How long does it take to create a merchandise display?
This was an important question for a retailer with thousands of stores. Each week, stores received instructions to create new merchandise displays along with the estimated time they took to build.
Staffing decisions were centralized. The corporate office estimated how much labor each store needed for the week and created a staffing plan. The estimated time to create new displays was included in the plan.
The estimates were almost always wrong.
In reality, the displays took much longer to build than planned. Managers weren't allowed to deviate from the staffing plan, so they pulled employees away from other tasks like helping customers.
The retailer was plagued by many examples like this, where misleading data led to poor decisions. It eventually went bankrupt.
You can avoid a similar fate by identifying misleading data. Here are five types to watch out for.
#1 Anecdotes
Stories can be powerful ways to communicate ideas, but they can also be misleading.
One CEO expressed confidence that his business was customer-focused because he had recently received several compliments from friends. These stories were reassuring, and the CEO rebuffed attempts to find more data about service quality.
Had the CEO dug deeper, he would have discovered a growing number of unhappy clients. There were critical gaps in hiring, training, and customer service that needed to be addressed.
Without data to support this, the CEO refused to invest in necessary improvements. The company was soon blindsided by a wave of lost business that it should have seen coming.
Lesson: Always look for data to prove or refute anecdotal evidence before making critical decisions.
#2 Generalizations
Data is often generalized. This means it is accurate in many cases, but might not be accurate in others.
Years ago, many customer service teams shifted from one computer monitor to two. The rationale was that "studies show" two monitors improve productivity.
This was true in many cases, but not always.
Those studies were largely commissioned by companies that made monitors. The authors had a vested interest in downplaying another discovery: one monitor is sometimes better than two.
This meant that some customer service teams hurt productivity when they added a second monitor.
Lesson: Make sure data is applicable to your situation before using it.
#3 Contextless
Data gains new meaning when you add some context around it.
One CEO balked at a plan to raise wages for customer service employees from $12 to $14 per hour. What the CEO saw was a 17 percent increase at a time when the company was already paying 50 percent more than the minimum wage ($8 per hour).
The problem with this analysis is it didn’t consider the broader job market. Prospective employees might be considering job offers from other companies.
See what happens when you put proposed increase in context with the overall job market.
The company was paying well below the market average for comparable jobs. Raising the starting wage to $14 per hour would still be below market, but it would give the company access to more talent.

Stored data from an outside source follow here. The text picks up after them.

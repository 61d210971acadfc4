//! HTTP transport shared by every platform client.
//!
//! Platform modules build `HttpRequest`s and classify `HttpResponse`s
//! themselves; the transport only moves bytes. Connection-level failures are
//! the only errors raised here.

use reqwest::blocking::Client;
use reqwest::Method;
use serde::de::DeserializeOwned;
use serde_json::Value;
use std::collections::BTreeMap;
use std::time::Duration;

use crate::error::{Error, Result};

const VERSION: &str = env!("CARGO_PKG_VERSION");
const REQUEST_TIMEOUT_SECS: u64 = 30;

#[derive(Debug, Clone, Copy, PartialEq, Eq)]
pub enum HttpMethod {
    Get,
    Post,
    Put,
    Delete,
}

impl HttpMethod {
    pub fn as_str(&self) -> &'static str {
        match self {
            HttpMethod::Get => "GET",
            HttpMethod::Post => "POST",
            HttpMethod::Put => "PUT",
            HttpMethod::Delete => "DELETE",
        }
    }
}

#[derive(Debug, Clone, PartialEq)]
pub struct HttpRequest {
    pub method: HttpMethod,
    pub url: String,
    pub headers: Vec<(String, String)>,
    pub body: Option<Value>,
}

impl HttpRequest {
    pub fn new(method: HttpMethod, url: impl Into<String>) -> Self {
        Self {
            method,
            url: url.into(),
            headers: Vec::new(),
            body: None,
        }
    }

    pub fn get(url: impl Into<String>) -> Self {
        Self::new(HttpMethod::Get, url)
    }

    pub fn post(url: impl Into<String>) -> Self {
        Self::new(HttpMethod::Post, url)
    }

    pub fn put(url: impl Into<String>) -> Self {
        Self::new(HttpMethod::Put, url)
    }

    pub fn delete(url: impl Into<String>) -> Self {
        Self::new(HttpMethod::Delete, url)
    }

    pub fn header(mut self, name: impl Into<String>, value: impl Into<String>) -> Self {
        self.headers.push((name.into(), value.into()));
        self
    }

    pub fn json(mut self, body: Value) -> Self {
        self.body = Some(body);
        self
    }
}

#[derive(Debug, Clone, PartialEq)]
pub struct HttpResponse {
    pub status: u16,
    /// Header names are lower-cased.
    pub headers: BTreeMap<String, String>,
    pub body: String,
}

impl HttpResponse {
    pub fn new(status: u16, body: impl Into<String>) -> Self {
        Self {
            status,
            headers: BTreeMap::new(),
            body: body.into(),
        }
    }

    pub fn with_header(mut self, name: &str, value: impl Into<String>) -> Self {
        self.headers.insert(name.to_ascii_lowercase(), value.into());
        self
    }

    pub fn is_success(&self) -> bool {
        (200..300).contains(&self.status)
    }

    pub fn header(&self, name: &str) -> Option<&str> {
        self.headers
            .get(&name.to_ascii_lowercase())
            .map(String::as_str)
    }

    /// `Retry-After` in whole seconds. HTTP-date values are not supported.
    pub fn retry_after(&self) -> Option<u64> {
        self.header("retry-after")
            .and_then(|v| v.trim().parse::<u64>().ok())
    }

    pub fn json<T: DeserializeOwned>(&self) -> Result<T> {
        serde_json::from_str(&self.body).map_err(|e| {
            Error::internal_json(e.to_string(), Some("parse API response".to_string()))
        })
    }
}

/// Sends requests for platform clients. Shared across worker threads.
pub trait HttpTransport: Send + Sync {
    fn send(&self, request: &HttpRequest) -> Result<HttpResponse>;

    /// Sleep used for rate-limit waits.
    fn pause(&self, duration: Duration) {
        std::thread::sleep(duration);
    }
}

/// Blocking reqwest transport used by the CLI.
pub struct ReqwestTransport {
    client: Client,
}

impl ReqwestTransport {
    pub fn new() -> Result<Self> {
        let client = Client::builder()
            .user_agent(format!("lizzy/{}", VERSION))
            .timeout(Duration::from_secs(REQUEST_TIMEOUT_SECS))
            .build()
            .map_err(|e| Error::internal_io(e.to_string(), Some("create HTTP client".to_string())))?;

        Ok(Self { client })
    }
}

impl HttpTransport for ReqwestTransport {
    fn send(&self, request: &HttpRequest) -> Result<HttpResponse> {
        let method = match request.method {
            HttpMethod::Get => Method::GET,
            HttpMethod::Post => Method::POST,
            HttpMethod::Put => Method::PUT,
            HttpMethod::Delete => Method::DELETE,
        };

        let mut builder = self.client.request(method, &request.url);
        for (name, value) in &request.headers {
            builder = builder.header(name.as_str(), value.as_str());
        }
        if let Some(body) = &request.body {
            // Keeps an explicit Content-Type such as application/vnd.api+json.
            builder = builder.json(body);
        }

        let transport_error = |e: reqwest::Error| {
            Error::api_transport_failed(request.method.as_str(), &request.url, e.to_string())
        };

        let response = builder.send().map_err(transport_error)?;
        let status = response.status().as_u16();
        let headers = response
            .headers()
            .iter()
            .filter_map(|(name, value)| {
                value
                    .to_str()
                    .ok()
                    .map(|v| (name.as_str().to_ascii_lowercase(), v.to_string()))
            })
            .collect();
        let body = response.text().map_err(transport_error)?;

        Ok(HttpResponse {
            status,
            headers,
            body,
        })
    }
}

/// Raise `api.request_failed` for any non-2xx response.
pub fn ensure_success(request: &HttpRequest, response: HttpResponse) -> Result<HttpResponse> {
    if response.is_success() {
        return Ok(response);
    }

    Err(Error::api_request_failed(
        request.method.as_str(),
        &request.url,
        response.status,
        response.body,
    ))
}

There was one more piece of context that was helpful.
The CEO's chief concern was converting customer service inquiries into sales. A quick calculation showed that a 6 percent improvement in the conversion rate would pay for the $2 per hour wage increase.
Armed with more context, the CEO agreed to raise wages. It quickly became easier to hire good employees. Thanks to better hires, the sales conversion rate increased 36 percent.
Lesson: Add context to give data more meaning.
#4 Manipulated
Data is often manipulated by unscrupulous employees who have a direct incentive to make it look better.
Some cashiers emphasize a survey to happy customers, but fail to mention it when a customer is grouchy. This manipulation is one of at least nine ways unscrupulous employees can boost survey scores without providing better service.
The end result is voice of customer data that makes customer service look far better than it really is. Meanwhile, complaints go unnoticed or unreported.
Why do employees do this?
Because they either get an incentive for good survey scores or they get in trouble if too many customers complain. Sometimes, it's both.
Lesson: Avoid giving employees incentives that might cause them to manipulate data.
#5 Perfect
Some executives won't use data to make a decision until they're convinced the data is perfect. Unfortunately, perfect data does not exist.
First contact resolution (FCR) is a great example.
The idea is to solve customer issues on the first contact so the customer doesn't have to repeatedly contact a company. Repeated contacts frustrate customers and cost the company extra money.
The challenge is FCR is notoriously difficult to measure.
What counts as a repeat contact?
Can those contacts be easily tracked?
How can you tell a repeat contact from a contact about a new issue?
How do you determine whether an issue is fully resolved?
What if a customer uses multiple channels to contact a company?
So the trouble with FCR is you can't craft a perfect measure, but you can still work towards improving FCR by taking a few specific actions.
Lesson: Don't wait for data to be perfect because you'll end up doing nothing.
Conclusion
Executives are easily deceived when they don’t question the data they use to make decisions. When in doubt, ask a few more questions.
For example, think about the time it takes to make retail store displays. A few questions could have fixed the company's data problem:
Are we accurately estimating how long it takes to build the displays?
What's the impact of an inaccurate estimate?
How can we improve the accuracy of our estimates?
You can imagine a different outcome if someone had asked those questions.